Syntheses of siloxane-grafted aromatic polymers and the application to pervaporation membrane

The syntheses of siloxane-grafted poly(amide-imide) and polyamide were carried out by a macromonomer method, in order to develop a highly permeable and durable membrane material for pervaporation. A novel compound, 3,5-bis(4-aminophenoxy)benzyloxypropyl-terminated polydimethylsiloxane ( BAPB- PDMS), was synthesized as a macromonomer.
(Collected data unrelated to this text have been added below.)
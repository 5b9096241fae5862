use thiserror::Error;

/// Error kinds surfaced across the bridge, one per failure domain named in
/// the error handling design.
#[derive(Error, Debug)]
pub enum Error {
    #[error("invalid input: {0}")]
    InvalidInput(String),

    #[error("wallet store corrupt: {0}")]
    WalletStoreCorrupt(String),

    #[error("upstream rpc failed: {0}")]
    UpstreamRpcFailed(String),

    #[error("signing rejected: {0}")]
    SigningRejected(String),

    #[error("capture script fetch failed: {0}")]
    ScriptFetchFailed(String),

    #[error("browser disconnected")]
    BrowserDisconnected,
}

pub type Result<T> = std::result::Result<T, Error>;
BAPB- PDMSs with different PDMS segment lengths were prepared by hydrosilylation of 3,5-bis(4-nitrophenoxy)benzyl allyl ether with hydrosilyl-terminated PDMS using Pt catalyst, followed by hydrogenation reduction of the terminal dinitro groups. The polycondensations of BAPB- PDMSs with trimellitic anhydride chloride and terephthaloyl chloride yielded the desired siloxane-grafted poly(amide-imide) ( PAI- g - PDMS) and polyamide ( PA- g - PDMS) copolymers, respectively. The copolymer membranes were prepared by solvent-casting method, and the gas permeability and pervaporation property of these membranes were evaluated. As the solubility of the copolymers depended on the main chain structure, PA- g - PDMS membrane was insoluble in any solvents after it was dried in vacuo. The gas permeability coefficients of these copolymer membranes were increased as increase of PDMS segment length, and these values of PAI- g - PDMS were higher than those of PA- g - PDMS containing the same PDMS segment length. From the results of pervaporations of the dilute aqueous solutions of organic solvents, it was found that PA- g - PDMS exhibited the excellent permselectivity toward several organic solvents, such as alcohols, acetone, tetrahydrofuran, chloroform, dichloromethane and benzene with a high and stable permeation. Furthermore, it was confirmed that the removal of tetrahydrofuran from its dilute aqueous solution was efficiently achieved by the pervaporation using PA- g - PDMS membrane.